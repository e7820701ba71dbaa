//! Rendering of interpreted printer data into markup-safe reply text.
//!
//! Invariant: every interpolated value that originated in the printer API
//! or in operator input passes through [`escape`]. Fixed literal labels
//! and emoji prefixes are trusted. Time values arrive in seconds and are
//! converted to minutes here, nowhere earlier.

use crate::core::domain::model::{
    job_details::JobDetails, printer_info::PrinterInfo, printer_status::PrinterStatus,
    temperature_reading::TemperatureReading,
};

/// Sentinel shown for fields the printer did not report.
pub const NOT_AVAILABLE: &str = "N/A";

pub const STATUS_FAILED: &str = "❌ Failed to retrieve printer status.";
pub const TEMP_FAILED: &str = "❌ Failed to retrieve temperature data.";
pub const SNAPSHOT_CAPTION: &str = "📸 Latest webcam snapshot";
pub const SNAPSHOT_FAILED: &str = "❌ Failed to get webcam snapshot.";
pub const PAUSE_OK: &str = "⏸️ Print paused.";
pub const PAUSE_FAILED: &str = "❌ Failed to pause print.";
pub const RESUME_OK: &str = "▶️ Print resumed.";
pub const RESUME_FAILED: &str = "❌ Failed to resume print.";
pub const CANCEL_OK: &str = "🛑 Print cancelled.";
pub const CANCEL_FAILED: &str = "❌ Failed to cancel print.";
pub const HOME_OK: &str = "🏠 Printer homing started (G28).";
pub const HOME_FAILED: &str = "❌ Failed to home printer.";
pub const RESTART_OK: &str = "🔄 Klipper restart triggered.";
pub const RESTART_FAILED: &str = "❌ Failed to restart Klipper.";
pub const EMERGENCY_STOP_OK: &str = "⛔ Emergency stop triggered!";
pub const EMERGENCY_STOP_FAILED: &str = "❌ Failed to trigger emergency stop.";
pub const CALLBACK_MALFORMED: &str = "❌ Error: malformed callback payload.";

pub const EXEC_USAGE: &str =
    "❌ Usage: /exec MACRO_NAME [ARGS...]\nExample: /exec PARK or /exec SET_PAUSE_AT_LAYER 10";

pub const MACROS_HEADER: &str = "🛠️ <b>Available Macros:</b>\nClick a macro to execute it.";

pub const HELP_TEXT: &str = "<b>Main Commands:</b>\n\
    \n\
    /status — Show print status info (progress, speed, etc.)\n\
    /emergency_stop — Emergency stop (motors off)\n\
    /pause — Pause the print\n\
    /resume — Resume a paused print\n\
    /stop — Cancel/stop the print\n\
    /restart — Restart Klipper firmware\n\
    /temp — Show temperature data (hotend, bed)\n\
    /snapshot — Send latest webcam snapshot\n\
    /help — Show this help message\n\
    /more — Show more commands";

pub const MORE_TEXT: &str = "<b>More Commands:</b>\n\
    \n\
    /home — Home all axes\n\
    /info — Printer/firmware details\n\
    /macros — List all Klipper macros\n\
    /job — Show current print job details\n\
    /exec — Run any macro, e.g. /exec PARK\n\
    /help — Show this help message\n\
    /more — Show more commands";

/// Escapes markup-significant characters for HTML-mode rendering.
pub fn escape(text: &str) -> String {
    let mut escaped = String::with_capacity(text.len());
    for c in text.chars() {
        match c {
            '&' => escaped.push_str("&amp;"),
            '<' => escaped.push_str("&lt;"),
            '>' => escaped.push_str("&gt;"),
            '"' => escaped.push_str("&quot;"),
            '\'' => escaped.push_str("&#x27;"),
            _ => escaped.push(c),
        }
    }
    escaped
}

/// Renders a status snapshot as an HTML-mode message.
pub fn format_status(status: &PrinterStatus) -> String {
    format!(
        "🖨️ <b>Printer Status</b>\n\
         Speed: {} mm/s\n\
         Flow: {}\n\
         Filament Used: {:.2} mm\n\
         Layer: {}/{}\n\
         Total Time: {} min\n\
         Remaining Time: {} min\n\
         State: {}\n",
        status.speed,
        status.flow,
        status.filament_used,
        status.current_layer,
        status.total_layers,
        minutes_2dp(status.elapsed_seconds),
        minutes_2dp(status.remaining_seconds),
        escape(&status.state),
    )
}

/// Renders a temperature reading as an HTML-mode message.
pub fn format_temperatures(reading: &TemperatureReading) -> String {
    format!(
        "🌡️ <b>Temperature Data</b>\n\
         Hotend: {}°C / {}°C\n\
         Bed: {}°C / {}°C",
        temp_or_sentinel(reading.hotend_actual),
        temp_or_sentinel(reading.hotend_target),
        temp_or_sentinel(reading.bed_actual),
        temp_or_sentinel(reading.bed_target),
    )
}

/// Renders printer/firmware details as an HTML-mode message.
pub fn format_info(info: &PrinterInfo) -> String {
    format!(
        "<b>Printer Info:</b>\n\
         Config: {}\n\
         Firmware: {}\n\
         Serial: {}",
        escape(info.config_path.as_deref().unwrap_or(NOT_AVAILABLE)),
        escape(info.firmware_path.as_deref().unwrap_or(NOT_AVAILABLE)),
        escape(info.serial_path.as_deref().unwrap_or(NOT_AVAILABLE)),
    )
}

/// Renders current job details as an HTML-mode message.
pub fn format_job(job: &JobDetails) -> String {
    format!(
        "<b>Current Print Job:</b>\n\
         State: {}\n\
         Filename: {}\n\
         Duration: {} min\n\
         Total Layers: {}\n\
         Current Layer: {}",
        escape(&job.state),
        escape(&job.filename),
        minutes_1dp(job.duration_seconds),
        layer_or_sentinel(job.total_layers),
        layer_or_sentinel(job.current_layer),
    )
}

/// Success line for an executed script or macro.
pub fn format_executed(script: &str) -> String {
    format!("✅ Executed: <code>{}</code>", escape(script))
}

/// Failure line for a refused script or macro.
pub fn format_exec_failed(script: &str) -> String {
    format!("❌ Failed to execute macro: {}", escape(script))
}

/// Diagnostic failure line surfacing the error description.
pub fn format_error(error: &impl std::fmt::Display) -> String {
    format!("❌ Error: {}", error)
}

fn minutes_2dp(seconds: f64) -> String {
    format!("{:.2}", seconds / 60.0)
}

fn minutes_1dp(seconds: f64) -> String {
    format!("{:.1}", seconds / 60.0)
}

fn temp_or_sentinel(value: Option<f64>) -> String {
    value
        .map(|v| v.to_string())
        .unwrap_or_else(|| NOT_AVAILABLE.to_string())
}

fn layer_or_sentinel(value: Option<u32>) -> String {
    value
        .map(|v| v.to_string())
        .unwrap_or_else(|| NOT_AVAILABLE.to_string())
}
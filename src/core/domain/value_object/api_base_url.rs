use crate::core::domain::error::ValidationError;

/// A validated Moonraker API base URL.
///
/// All printer API endpoints are resolved relative to this URL. The value
/// is stored exactly as configured; trailing slashes are normalized away
/// when paths are joined, not on construction.
#[derive(Debug, Clone)]
pub struct ApiBaseUrl(String);

impl ApiBaseUrl {
    /// Creates a new base URL without validation.
    pub(crate) fn new_unchecked(url: String) -> Self {
        Self(url)
    }

    /// Returns the base URL as a string slice.
    #[must_use]
    pub fn as_str(&self) -> &str {
        &self.0
    }

    /// Joins an endpoint path (with or without a leading slash) onto the
    /// base URL.
    pub(crate) fn join(&self, path: &str) -> String {
        format!(
            "{}/{}",
            self.0.trim_end_matches('/'),
            path.trim_start_matches('/')
        )
    }
}

/// Validates a printer API base URL.
pub(crate) fn validate_base_url(url: &str) -> Result<(), ValidationError> {
    if url.is_empty() {
        return Err(ValidationError::Field {
            field: "api_base_url".to_string(),
            message: "API base URL cannot be empty".to_string(),
        });
    }
    if url.len() > 2083 {
        return Err(ValidationError::Format(
            "API base URL exceeds maximum length of 2083 characters".to_string(),
        ));
    }
    let parsed = url::Url::parse(url)
        .map_err(|e| ValidationError::Format(format!("Invalid URL format: {}", e)))?;
    if parsed.scheme() != "http" && parsed.scheme() != "https" {
        return Err(ValidationError::ConstraintViolation(format!(
            "Invalid scheme '{}'. Must be http or https",
            parsed.scheme()
        )));
    }
    if parsed.host_str().is_none() {
        return Err(ValidationError::ConstraintViolation(
            "API base URL must contain a host".to_string(),
        ));
    }
    if parsed.query().is_some() || parsed.fragment().is_some() {
        return Err(ValidationError::ConstraintViolation(
            "API base URL must not carry a query string or fragment".to_string(),
        ));
    }
    Ok(())
}
//! Static printer/firmware information from `/printer/info`.

use serde::Deserialize;

/// Raw `result` object of `/printer/info`.
#[derive(Debug, Clone, Default, Deserialize)]
pub struct InfoFragment {
    pub config_file: Option<String>,
    pub klipper_path: Option<String>,
    pub serial_path: Option<String>,
}

/// Envelope for `/printer/info`; a missing `result` object yields an
/// all-sentinel [`PrinterInfo`] rather than a protocol error.
#[derive(Debug, Default, Deserialize)]
pub(crate) struct InfoEnvelope {
    #[serde(default)]
    pub result: InfoFragment,
}

/// Interpreted printer description. `None` means "not available".
#[derive(Debug, Clone, PartialEq)]
pub struct PrinterInfo {
    pub config_path: Option<String>,
    pub firmware_path: Option<String>,
    pub serial_path: Option<String>,
}

impl From<InfoFragment> for PrinterInfo {
    fn from(info: InfoFragment) -> Self {
        Self {
            config_path: info.config_file,
            firmware_path: info.klipper_path,
            serial_path: info.serial_path,
        }
    }
}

========================

● Task details: Output, and output only, the lines from the one containing "URL must contain" through the last line of the data above.

● Response for this exercise:
            "API base URL must contain a host".to_string(),
        ));
    }
    if parsed.query().is_some() || parsed.fragment().is_some() {
        return Err(ValidationError::ConstraintViolation(
            "API base URL must not carry a query string or fragment".to_string(),
        ));
    }
    Ok(())
}
//! Static printer/firmware information from `/printer/info`.

use serde::Deserialize;

/// Raw `result` object of `/printer/info`.
#[derive(Debug, Clone, Default, Deserialize)]
pub struct InfoFragment {
    pub config_file: Option<String>,
    pub klipper_path: Option<String>,
    pub serial_path: Option<String>,
}

/// Envelope for `/printer/info`; a missing `result` object yields an
/// all-sentinel [`PrinterInfo`] rather than a protocol error.
#[derive(Debug, Default, Deserialize)]
pub(crate) struct InfoEnvelope {
    #[serde(default)]
    pub result: InfoFragment,
}

/// Interpreted printer description. `None` means "not available".
#[derive(Debug, Clone, PartialEq)]
pub struct PrinterInfo {
    pub config_path: Option<String>,
    pub firmware_path: Option<String>,
    pub serial_path: Option<String>,
}

impl From<InfoFragment> for PrinterInfo {
    fn from(info: InfoFragment) -> Self {
        Self {
            config_path: info.config_file,
            firmware_path: info.klipper_path,
            serial_path: info.serial_path,
        }
    }
}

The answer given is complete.